#### [Source records]
▼
//! Glue between a task backend and a [`CalendarStore`].
//!
//! The store only changes after the backend has answered successfully.
//! Refresh results carry a generation ticket so a slow response can never
//! overwrite a newer one.

use chrono::NaiveDate;
use tasktide_shared::{TaskCreate, TaskDto, TaskPatch};
use tracing::{debug, info, instrument, warn};

use crate::calendar::{ReschedulePlan, TimeSlot};
use crate::error::{CalendarError, CalendarResult};
use crate::store::CalendarStore;
use crate::task::{Task, TaskId};

pub trait TaskSource {
    fn fetch_tasks(&self, owner: &str) -> anyhow::Result<Vec<TaskDto>>;
}

pub trait TaskMutator {
    fn create_task(&mut self, input: TaskCreate) -> anyhow::Result<TaskDto>;
    fn update_task(&mut self, id: &str, patch: TaskPatch) -> anyhow::Result<TaskDto>;
    fn delete_task(&mut self, id: &str) -> anyhow::Result<()>;
}

#[derive(Debug, Clone, Copy, PartialEq, Eq, PartialOrd, Ord)]
pub struct RefreshTicket(u64);

#[derive(Debug, Clone, Copy, PartialEq, Eq)]
pub enum RefreshOutcome {
    Applied { loaded: usize, skipped: usize },
    Discarded,
}

/// Hands out increasing tickets; only the latest one may land.
#[derive(Debug, Default)]
pub struct RefreshTracker {
    issued: u64,
}

impl RefreshTracker {
    pub fn begin_refresh(&mut self) -> RefreshTicket {
        self.issued = self.issued.saturating_add(1);
        RefreshTicket(self.issued)
    }

    pub fn is_current(&self, ticket: RefreshTicket) -> bool {
        ticket.0 == self.issued
    }

    /// Replaces the store's tasks with `result` if `ticket` is still the
    /// newest. Entries that fail conversion are skipped with a warning.
    pub fn complete_refresh(
        &self,
        store: &mut CalendarStore,
        ticket: RefreshTicket,
        result: anyhow::Result<Vec<TaskDto>>,
    ) -> CalendarResult<RefreshOutcome> {
        if !self.is_current(ticket) {
            debug!(ticket = ticket.0, latest = self.issued, "discarding stale refresh");
            return Ok(RefreshOutcome::Discarded);
        }
        let dtos = result.map_err(CalendarError::Backend)?;
        let (tasks, skipped) = convert_dtos(dtos);
        let loaded = tasks.len();
        store.set_tasks(tasks)?;
        Ok(RefreshOutcome::Applied { loaded, skipped })
    }
}

fn convert_dtos(dtos: Vec<TaskDto>) -> (Vec<Task>, usize) {
    let mut tasks = Vec::with_capacity(dtos.len());
    let mut skipped = 0;
    for dto in dtos {
        match Task::try_from(dto) {
            Ok(task) => tasks.push(task),
            Err(err) => {
                warn!(error = %err, "skipping malformed task from backend");
                skipped += 1;
            }
        }
    }
    (tasks, skipped)
}

#[derive(Debug)]
pub struct CalendarSession<B> {
    backend: B,
    store: CalendarStore,
    owner: String,
    refreshes: RefreshTracker,
}

impl<B> CalendarSession<B>
where
    B: TaskSource + TaskMutator,
{
    pub fn new(backend: B, store: CalendarStore, owner: impl Into<String>) -> Self {
        Self {
            backend,
            store,
            owner: owner.into(),
            refreshes: RefreshTracker::default(),
        }
    }

    pub fn store(&self) -> &CalendarStore {
        &self.store
    }

    pub fn store_mut(&mut self) -> &mut CalendarStore {
        &mut self.store
    }

    pub fn backend(&self) -> &B {
        &self.backend
    }

    pub fn owner(&self) -> &str {
        &self.owner
    }

    pub fn into_parts(self) -> (B, CalendarStore) {
        (self.backend, self.store)
    }

    /// Fetches and applies in one step.
    #[instrument(skip(self), fields(owner = %self.owner))]
    pub fn refresh(&mut self) -> CalendarResult<RefreshOutcome> {
        let ticket = self.begin_refresh();
        let result = self.backend.fetch_tasks(&self.owner);
        let outcome = self.complete_refresh(ticket, result)?;
        info!(?outcome, "refreshed tasks");
        Ok(outcome)
    }

    /// First half of a refresh whose fetch runs elsewhere.
    pub fn begin_refresh(&mut self) -> RefreshTicket {
        self.refreshes.begin_refresh()
    }

    pub fn complete_refresh(
        &mut self,
        ticket: RefreshTicket,
        result: anyhow::Result<Vec<TaskDto>>,
    ) -> CalendarResult<RefreshOutcome> {
        self.refreshes
            .complete_refresh(&mut self.store, ticket, result)
    }

    #[instrument(skip(self, input), fields(title = %input.title))]
    pub fn create(&mut self, input: TaskCreate) -> CalendarResult<TaskId> {
        let dto = self
            .backend
            .create_task(input)
            .map_err(CalendarError::Backend)?;
        let task = Task::try_from(dto)?;
        let id = task.id.clone();
        self.store.add_task(task)?;
        debug!(%id, "created task");
        Ok(id)
    }

    /// Drops the dragged task onto `target` and persists the new due date.
    /// The drag is cleared even when this fails. If the backend took the
    /// change but its answer cannot be applied locally, the store is
    /// reloaded from the backend instead.
    #[instrument(skip(self))]
    pub fn reschedule_dragged(
        &mut self,
        target: Option<NaiveDate>,
        slot: Option<TimeSlot>,
    ) -> CalendarResult<ReschedulePlan> {
        let plan = self.store.drop_dragged(target, slot)?;
        if plan.is_noop() {
            debug!(task = %plan.task_id, "drop onto current due date; nothing to persist");
            return Ok(plan);
        }
        let dto = self
            .backend
            .update_task(plan.task_id.as_str(), plan.patch())
            .map_err(CalendarError::Backend)?;
        let applied = Task::try_from(dto).and_then(|task| self.store.update_task(task));
        if let Err(err) = applied {
            warn!(
                task = %plan.task_id,
                error = %err,
                "backend saved the reschedule but the store rejected its reply; resyncing"
            );
            self.refresh()?;
        }
        info!(task = %plan.task_id, new_due = %plan.new_due, "rescheduled task");
        Ok(plan)
    }

    /// Moves `id` onto `target` without going through a UI drag.
    pub fn reschedule(
        &mut self,
        id: &TaskId,
        target: NaiveDate,
        slot: Option<TimeSlot>,
    ) -> CalendarResult<ReschedulePlan> {
        self.store.set_dragged_task(Some(id.clone()))?;
        self.reschedule_dragged(Some(target), slot)
    }

    #[instrument(skip(self))]
    pub fn delete(&mut self, id: &TaskId) -> CalendarResult<()> {
        if self.store.state().task(id).is_none() {
            return Err(CalendarError::TaskNotFound(id.clone()));
        }
        self.backend
            .delete_task(id.as_str())
            .map_err(CalendarError::Backend)?;
        self.store.remove_task(id)
    }
}
use crate::errors::ServiceError;
use crate::services::users::{CreateUserRequest, UpdateUserRequest};
use crate::AppState;
use axum::{
    extract::{Json, Path, State},
    http::StatusCode,
    response::IntoResponse,
    routing::{delete, get, post, put},
    Router,
};

async fn create_user(
    State(state): State<AppState>,
    Json(request): Json<CreateUserRequest>,
) -> Result<impl IntoResponse, ServiceError> {
    let user = state.users.create_user(request).await?;
    Ok((StatusCode::CREATED, Json(user)))
}

async fn get_user(
    State(state): State<AppState>,
    Path(id): Path<i32>,
) -> Result<impl IntoResponse, ServiceError> {
    let user = state.users.get_user(id).await?;
    Ok(Json(user))
}

async fn list_users(State(state): State<AppState>) -> Result<impl IntoResponse, ServiceError> {
    let users = state.users.list_users().await?;
    Ok(Json(users))
}

async fn update_user(
    State(state): State<AppState>,
    Path(id): Path<i32>,
    Json(request): Json<UpdateUserRequest>,
) -> Result<impl IntoResponse, ServiceError> {
    let user = state.users.update_user(id, request).await?;
    Ok(Json(user))
}

async fn delete_user(
    State(state): State<AppState>,
    Path(id): Path<i32>,
) -> Result<impl IntoResponse, ServiceError> {
    state.users.delete_user(id).await?;
    Ok(StatusCode::NO_CONTENT)
}

pub fn user_routes() -> Router<AppState> {
    Router::new()
        .route("/", post(create_user))
        .route("/", get(list_users))
        .route("/:id", get(get_user))
        .route("/:id", put(update_user))
        .route("/:id", delete(delete_user))
}
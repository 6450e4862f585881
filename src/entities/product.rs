use rust_decimal::Decimal;
use sea_orm::entity::prelude::*;
use serde::{Deserialize, Serialize};

#[derive(Clone, Debug, PartialEq, Eq, DeriveEntityModel, Serialize, Deserialize)]
#[sea_orm(table_name = "products")]
pub struct Model {
    #[sea_orm(primary_key)]
    pub id: i32,
    pub product_name: String,
    pub price: Decimal,
}

#[derive(Copy, Clone, Debug, EnumIter, DeriveRelation)]
pub enum Relation {
    #[sea_orm(has_many = "super::order_line::Entity")]
    OrderLines,
}

impl Related<super::order_line::Entity> for Entity {
    fn to() -> RelationDef {
        Relation::OrderLines.def()
    }
}

impl ActiveModelBehavior for ActiveModel {}
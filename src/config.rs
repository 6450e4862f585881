use config::{Config, ConfigError, Environment, File};
use serde::Deserialize;
use std::env;
use std::path::Path;
use thiserror::Error;
use tracing::info;

/// Default values for configuration
const DEFAULT_LOG_LEVEL: &str = "info";
const DEFAULT_ENV: &str = "development";
const DEFAULT_PORT: u16 = 8080;
const CONFIG_DIR: &str = "config";

/// Application configuration structure
#[derive(Clone, Debug, Deserialize)]
#[serde(deny_unknown_fields)]
pub struct AppConfig {
    /// Database connection URL
    pub database_url: String,

    /// Server host address
    pub host: String,

    /// Server port
    #[serde(default = "default_port")]
    pub port: u16,

    /// Application environment
    pub environment: String,

    /// Logging level
    #[serde(default = "default_log_level")]
    pub log_level: String,

    /// Log in JSON format (structured logging)
    #[serde(default)]
    pub log_json: bool,

    /// Whether to run database migrations on startup
    #[serde(default = "default_true")]
    pub auto_migrate: bool,

    /// Maximum database pool size
    #[serde(default = "default_db_max_connections")]
    pub db_max_connections: u32,

    /// Minimum database pool size
    #[serde(default = "default_db_min_connections")]
    pub db_min_connections: u32,

    /// Per-request timeout in seconds
    #[serde(default = "default_request_timeout")]
    pub request_timeout_secs: u64,
}

fn default_port() -> u16 {
    DEFAULT_PORT
}

fn default_log_level() -> String {
    DEFAULT_LOG_LEVEL.to_string()
}

fn default_true() -> bool {
    true
}

fn default_db_max_connections() -> u32 {
    10
}

fn default_db_min_connections() -> u32 {
    1
}

fn default_request_timeout() -> u64 {
    30
}

impl AppConfig {
    pub fn is_development(&self) -> bool {
        self.environment.eq_ignore_ascii_case("development")
    }

    pub fn log_level(&self) -> &str {
        &self.log_level
    }
}

#[derive(Debug, Error)]
pub enum AppConfigError {
    #[error("Configuration error: {0}")]
    Config(#[from] ConfigError),

    #[error("Invalid configuration: {0}")]
    Invalid(String),
}

/// Initializes tracing using the provided log level as the default filter
pub fn init_tracing(level: &str, json: bool) {
    use tracing_subscriber::fmt;

    let default_directive = format!("shop_api={},tower_http=debug", level);
    let filter_directive = env::var("RUST_LOG")
        .ok()
        .filter(|s| !s.trim().is_empty())
        .unwrap_or(default_directive);

    if json {
        let _ = fmt().with_env_filter(filter_directive).json().try_init();
    } else {
        let _ = fmt().with_env_filter(filter_directive).try_init();
    }
}

/// Loads application configuration
///
/// Layers configuration sources in this order:
/// 1. Built-in defaults
/// 2. Default config (config/default.toml)
/// 3. Environment-specific config (config/{env}.toml)
/// 4. Environment variables (APP__*)
pub fn load_config() -> Result<AppConfig, AppConfigError> {
    let run_env = env::var("RUN_ENV")
        .or_else(|_| env::var("APP_ENV"))
        .unwrap_or_else(|_| DEFAULT_ENV.to_string());
    info!("Loading configuration for environment: {}", run_env);

    if !Path::new(CONFIG_DIR).exists() {
        info!(
            "Config directory '{}' not found; relying on built-in defaults and environment variables",
            CONFIG_DIR
        );
    }

    let config = Config::builder()
        .set_default("database_url", "sqlite://shop.db?mode=rwc")?
        .set_default("host", "0.0.0.0")?
        .set_default("port", DEFAULT_PORT as i64)?
        .set_default("environment", DEFAULT_ENV)?
        .set_default("log_level", DEFAULT_LOG_LEVEL)?
        .set_default("log_json", false)?
        .add_source(File::with_name(&format!("{}/default", CONFIG_DIR)).required(false))
        .add_source(File::with_name(&format!("{}/{}", CONFIG_DIR, run_env)).required(false))
        .add_source(Environment::with_prefix("APP").separator("__"))
        .build()?;

    let cfg: AppConfig = config.try_deserialize()?;

    if cfg.db_min_connections > cfg.db_max_connections {
        return Err(AppConfigError::Invalid(format!(
            "db_min_connections ({}) exceeds db_max_connections ({})",
            cfg.db_min_connections, cfg.db_max_connections
        )));
    }

    Ok(cfg)
}

#[cfg(test)]
mod tests {
    use super::*;

    fn base_config() -> AppConfig {
        AppConfig {
            database_url: "sqlite::memory:".to_string(),
            host: "127.0.0.1".to_string(),
            port: 8080,
            environment: "test".to_string(),
            log_level: "debug".to_string(),
            log_json: false,
            auto_migrate: true,
            db_max_connections: 5,
            db_min_connections: 1,
            request_timeout_secs: 30,
        }
    }

    #[test]
    fn environment_check_is_case_insensitive() {
        let mut cfg = base_config();
        cfg.environment = "Development".to_string();
        assert!(cfg.is_development());

        cfg.environment = "production".to_string();
        assert!(!cfg.is_development());
    }
}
▲
Starting at the line with "Environment variables (APP__*)" and ending at the line with "let config = Config::builder()", print each line of the listing above exactly, with no other lines.

#### [Output below]
/// 4. Environment variables (APP__*)
pub fn load_config() -> Result<AppConfig, AppConfigError> {
    let run_env = env::var("RUN_ENV")
        .or_else(|_| env::var("APP_ENV"))
        .unwrap_or_else(|_| DEFAULT_ENV.to_string());
    info!("Loading configuration for environment: {}", run_env);

    if !Path::new(CONFIG_DIR).exists() {
        info!(
            "Config directory '{}' not found; relying on built-in defaults and environment variables",
            CONFIG_DIR
        );
    }

    let config = Config::builder()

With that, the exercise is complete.